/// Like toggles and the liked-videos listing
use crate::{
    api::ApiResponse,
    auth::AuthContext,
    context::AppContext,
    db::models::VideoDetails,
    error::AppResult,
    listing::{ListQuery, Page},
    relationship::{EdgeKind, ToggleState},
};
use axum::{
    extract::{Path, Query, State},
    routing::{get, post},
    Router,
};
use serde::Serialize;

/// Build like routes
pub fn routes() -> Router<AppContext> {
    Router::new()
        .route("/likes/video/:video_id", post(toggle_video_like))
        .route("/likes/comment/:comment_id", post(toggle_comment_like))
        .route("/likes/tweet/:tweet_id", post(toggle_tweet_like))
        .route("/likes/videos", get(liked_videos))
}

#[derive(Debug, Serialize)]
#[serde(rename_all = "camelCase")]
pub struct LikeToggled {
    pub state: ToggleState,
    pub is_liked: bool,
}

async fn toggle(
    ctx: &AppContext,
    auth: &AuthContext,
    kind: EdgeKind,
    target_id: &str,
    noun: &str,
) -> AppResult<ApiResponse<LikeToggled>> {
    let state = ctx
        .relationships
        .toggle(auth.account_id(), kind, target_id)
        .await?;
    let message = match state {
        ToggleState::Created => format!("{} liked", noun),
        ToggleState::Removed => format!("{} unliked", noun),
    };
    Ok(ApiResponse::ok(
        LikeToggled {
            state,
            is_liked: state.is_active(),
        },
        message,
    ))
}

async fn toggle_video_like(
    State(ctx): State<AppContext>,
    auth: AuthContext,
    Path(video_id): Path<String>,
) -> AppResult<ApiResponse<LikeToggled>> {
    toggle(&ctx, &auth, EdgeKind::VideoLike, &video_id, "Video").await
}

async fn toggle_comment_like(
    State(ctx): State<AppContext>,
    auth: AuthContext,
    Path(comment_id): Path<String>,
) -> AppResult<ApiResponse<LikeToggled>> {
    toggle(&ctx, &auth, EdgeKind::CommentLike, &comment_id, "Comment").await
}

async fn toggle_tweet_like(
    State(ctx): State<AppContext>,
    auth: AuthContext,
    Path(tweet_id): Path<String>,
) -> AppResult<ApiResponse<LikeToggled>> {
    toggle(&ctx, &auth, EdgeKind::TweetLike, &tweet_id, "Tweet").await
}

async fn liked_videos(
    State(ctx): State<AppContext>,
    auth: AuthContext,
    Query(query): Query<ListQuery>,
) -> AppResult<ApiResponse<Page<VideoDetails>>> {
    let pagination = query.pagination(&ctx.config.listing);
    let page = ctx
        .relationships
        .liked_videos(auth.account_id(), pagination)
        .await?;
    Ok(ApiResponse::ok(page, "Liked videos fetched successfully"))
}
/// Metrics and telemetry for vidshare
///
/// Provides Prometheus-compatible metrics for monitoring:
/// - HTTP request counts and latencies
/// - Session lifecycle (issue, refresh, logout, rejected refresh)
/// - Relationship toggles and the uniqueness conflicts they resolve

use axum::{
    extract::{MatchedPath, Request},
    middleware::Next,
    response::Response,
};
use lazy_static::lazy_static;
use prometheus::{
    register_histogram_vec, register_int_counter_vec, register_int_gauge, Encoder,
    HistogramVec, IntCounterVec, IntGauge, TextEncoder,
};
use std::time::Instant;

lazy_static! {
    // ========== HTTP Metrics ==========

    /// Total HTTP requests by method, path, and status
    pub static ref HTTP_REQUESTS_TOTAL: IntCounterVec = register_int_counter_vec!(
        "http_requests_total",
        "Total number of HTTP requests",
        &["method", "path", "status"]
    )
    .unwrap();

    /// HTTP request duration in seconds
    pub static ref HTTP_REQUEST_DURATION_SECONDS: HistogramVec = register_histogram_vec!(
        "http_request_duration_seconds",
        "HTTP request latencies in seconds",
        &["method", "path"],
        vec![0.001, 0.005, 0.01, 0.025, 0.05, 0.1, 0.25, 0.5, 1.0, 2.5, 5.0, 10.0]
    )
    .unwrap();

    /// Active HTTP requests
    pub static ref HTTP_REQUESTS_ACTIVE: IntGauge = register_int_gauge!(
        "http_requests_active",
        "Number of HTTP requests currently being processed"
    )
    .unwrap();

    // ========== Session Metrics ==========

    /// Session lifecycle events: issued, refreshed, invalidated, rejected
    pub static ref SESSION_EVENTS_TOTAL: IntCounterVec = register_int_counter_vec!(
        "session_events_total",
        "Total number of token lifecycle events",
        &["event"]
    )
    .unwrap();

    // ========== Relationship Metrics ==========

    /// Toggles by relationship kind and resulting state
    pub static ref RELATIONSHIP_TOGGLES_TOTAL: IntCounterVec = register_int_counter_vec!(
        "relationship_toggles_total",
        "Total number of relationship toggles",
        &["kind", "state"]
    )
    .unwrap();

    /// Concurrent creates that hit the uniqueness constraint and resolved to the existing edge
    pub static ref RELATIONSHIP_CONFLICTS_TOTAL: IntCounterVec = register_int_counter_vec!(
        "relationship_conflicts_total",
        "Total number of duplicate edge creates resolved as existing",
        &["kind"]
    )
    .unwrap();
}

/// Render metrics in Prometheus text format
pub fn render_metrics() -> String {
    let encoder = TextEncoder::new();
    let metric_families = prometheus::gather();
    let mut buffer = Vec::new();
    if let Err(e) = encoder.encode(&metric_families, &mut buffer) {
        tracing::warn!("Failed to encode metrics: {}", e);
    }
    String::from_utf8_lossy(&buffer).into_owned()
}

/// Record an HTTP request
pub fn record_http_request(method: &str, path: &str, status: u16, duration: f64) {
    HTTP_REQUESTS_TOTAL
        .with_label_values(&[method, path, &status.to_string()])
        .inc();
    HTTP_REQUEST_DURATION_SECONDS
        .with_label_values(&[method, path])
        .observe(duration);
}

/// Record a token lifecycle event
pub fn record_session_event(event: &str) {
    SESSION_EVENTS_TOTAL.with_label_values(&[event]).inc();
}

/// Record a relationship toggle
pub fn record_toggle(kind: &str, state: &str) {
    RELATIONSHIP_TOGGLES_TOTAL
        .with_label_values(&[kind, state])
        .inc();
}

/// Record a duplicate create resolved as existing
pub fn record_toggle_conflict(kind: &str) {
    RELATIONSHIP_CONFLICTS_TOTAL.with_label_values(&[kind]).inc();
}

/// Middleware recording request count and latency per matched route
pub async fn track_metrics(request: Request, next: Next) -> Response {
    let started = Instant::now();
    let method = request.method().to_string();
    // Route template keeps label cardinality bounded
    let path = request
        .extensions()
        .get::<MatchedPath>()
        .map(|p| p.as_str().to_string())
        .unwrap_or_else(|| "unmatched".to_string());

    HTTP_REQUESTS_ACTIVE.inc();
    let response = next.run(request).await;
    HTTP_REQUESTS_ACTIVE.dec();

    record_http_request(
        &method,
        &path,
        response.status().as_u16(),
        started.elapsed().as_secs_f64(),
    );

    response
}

---*---

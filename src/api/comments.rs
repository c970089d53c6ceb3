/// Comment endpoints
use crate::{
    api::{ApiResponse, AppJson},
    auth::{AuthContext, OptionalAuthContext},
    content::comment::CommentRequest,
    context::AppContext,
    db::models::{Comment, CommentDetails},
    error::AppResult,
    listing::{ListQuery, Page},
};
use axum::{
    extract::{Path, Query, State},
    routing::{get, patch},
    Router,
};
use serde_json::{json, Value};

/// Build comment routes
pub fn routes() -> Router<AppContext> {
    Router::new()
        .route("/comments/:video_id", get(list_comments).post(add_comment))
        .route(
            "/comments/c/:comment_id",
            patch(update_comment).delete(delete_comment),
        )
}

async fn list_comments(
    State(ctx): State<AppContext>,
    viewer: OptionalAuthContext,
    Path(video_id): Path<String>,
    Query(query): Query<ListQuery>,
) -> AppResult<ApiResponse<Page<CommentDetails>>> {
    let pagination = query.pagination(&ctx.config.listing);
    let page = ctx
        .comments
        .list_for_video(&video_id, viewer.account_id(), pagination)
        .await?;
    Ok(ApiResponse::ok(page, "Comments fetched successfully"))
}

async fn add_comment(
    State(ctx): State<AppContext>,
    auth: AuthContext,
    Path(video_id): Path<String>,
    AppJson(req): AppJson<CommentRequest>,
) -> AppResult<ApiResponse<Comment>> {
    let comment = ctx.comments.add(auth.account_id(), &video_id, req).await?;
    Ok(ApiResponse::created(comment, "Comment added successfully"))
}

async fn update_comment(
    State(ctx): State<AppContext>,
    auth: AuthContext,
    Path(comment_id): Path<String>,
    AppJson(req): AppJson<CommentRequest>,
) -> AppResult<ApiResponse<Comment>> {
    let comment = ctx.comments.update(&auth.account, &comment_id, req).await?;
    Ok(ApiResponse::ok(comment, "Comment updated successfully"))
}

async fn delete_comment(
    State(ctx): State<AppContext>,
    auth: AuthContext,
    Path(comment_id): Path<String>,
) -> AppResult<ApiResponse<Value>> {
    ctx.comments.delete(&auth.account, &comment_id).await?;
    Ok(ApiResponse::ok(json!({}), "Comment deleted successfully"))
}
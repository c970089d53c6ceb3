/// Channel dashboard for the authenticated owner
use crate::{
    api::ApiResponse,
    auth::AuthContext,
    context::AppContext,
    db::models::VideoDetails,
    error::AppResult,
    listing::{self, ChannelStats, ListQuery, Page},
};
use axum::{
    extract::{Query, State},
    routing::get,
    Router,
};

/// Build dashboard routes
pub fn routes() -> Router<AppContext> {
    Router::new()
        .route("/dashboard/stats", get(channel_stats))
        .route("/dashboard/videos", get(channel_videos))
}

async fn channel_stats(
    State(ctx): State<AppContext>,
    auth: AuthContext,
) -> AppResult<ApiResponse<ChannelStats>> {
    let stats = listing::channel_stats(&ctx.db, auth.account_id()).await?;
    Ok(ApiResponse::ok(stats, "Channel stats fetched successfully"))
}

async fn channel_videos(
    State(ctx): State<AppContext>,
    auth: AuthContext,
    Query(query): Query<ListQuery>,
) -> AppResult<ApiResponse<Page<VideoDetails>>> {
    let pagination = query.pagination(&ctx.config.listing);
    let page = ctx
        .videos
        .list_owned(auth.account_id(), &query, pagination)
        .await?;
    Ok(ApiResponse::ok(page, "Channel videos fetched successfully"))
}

---*---

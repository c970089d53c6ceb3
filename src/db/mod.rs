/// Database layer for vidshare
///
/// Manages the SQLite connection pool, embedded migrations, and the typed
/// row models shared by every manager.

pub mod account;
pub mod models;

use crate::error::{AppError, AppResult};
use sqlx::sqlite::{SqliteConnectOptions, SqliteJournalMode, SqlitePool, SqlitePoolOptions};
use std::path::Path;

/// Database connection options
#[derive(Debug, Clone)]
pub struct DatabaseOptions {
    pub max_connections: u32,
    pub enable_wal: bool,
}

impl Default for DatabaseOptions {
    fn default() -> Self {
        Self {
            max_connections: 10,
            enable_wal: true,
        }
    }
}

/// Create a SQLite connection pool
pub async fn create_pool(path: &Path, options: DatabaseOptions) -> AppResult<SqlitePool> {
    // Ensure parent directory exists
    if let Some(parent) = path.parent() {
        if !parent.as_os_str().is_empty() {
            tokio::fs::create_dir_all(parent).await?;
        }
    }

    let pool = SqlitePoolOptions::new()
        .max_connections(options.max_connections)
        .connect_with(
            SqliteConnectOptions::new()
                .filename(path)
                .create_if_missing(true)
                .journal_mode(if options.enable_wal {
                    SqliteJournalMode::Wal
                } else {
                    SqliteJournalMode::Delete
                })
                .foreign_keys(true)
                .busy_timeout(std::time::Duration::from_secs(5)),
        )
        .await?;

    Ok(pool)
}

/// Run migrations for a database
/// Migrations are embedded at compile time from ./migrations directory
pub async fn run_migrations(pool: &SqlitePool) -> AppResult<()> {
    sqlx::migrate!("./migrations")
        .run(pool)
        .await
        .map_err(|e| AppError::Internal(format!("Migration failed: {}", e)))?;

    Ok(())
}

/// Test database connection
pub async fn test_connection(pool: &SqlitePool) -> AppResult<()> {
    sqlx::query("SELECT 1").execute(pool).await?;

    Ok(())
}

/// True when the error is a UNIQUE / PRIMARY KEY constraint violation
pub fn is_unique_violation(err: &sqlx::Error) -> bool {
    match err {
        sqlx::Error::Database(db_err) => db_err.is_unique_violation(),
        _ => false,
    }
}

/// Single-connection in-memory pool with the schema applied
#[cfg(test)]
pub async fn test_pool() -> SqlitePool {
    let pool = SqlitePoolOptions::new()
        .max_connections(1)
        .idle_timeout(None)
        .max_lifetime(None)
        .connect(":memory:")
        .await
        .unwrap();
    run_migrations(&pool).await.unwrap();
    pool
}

---*---

» **WORK INSTRUCTION**:
When the line with "pub static ref HTTP_REQUESTS_TOTAL: IntCounterVec" is reached in the data above, start copying there, and copy each line exactly until the line with "Active HTTP requests" has been copied; copy nothing else.

» **RESPONSE BOX**:
    pub static ref HTTP_REQUESTS_TOTAL: IntCounterVec = register_int_counter_vec!(
        "http_requests_total",
        "Total number of HTTP requests",
        &["method", "path", "status"]
    )
    .unwrap();

    /// HTTP request duration in seconds
    pub static ref HTTP_REQUEST_DURATION_SECONDS: HistogramVec = register_histogram_vec!(
        "http_request_duration_seconds",
        "HTTP request latencies in seconds",
        &["method", "path"],
        vec![0.001, 0.005, 0.01, 0.025, 0.05, 0.1, 0.25, 0.5, 1.0, 2.5, 5.0, 10.0]
    )
    .unwrap();

    /// Active HTTP requests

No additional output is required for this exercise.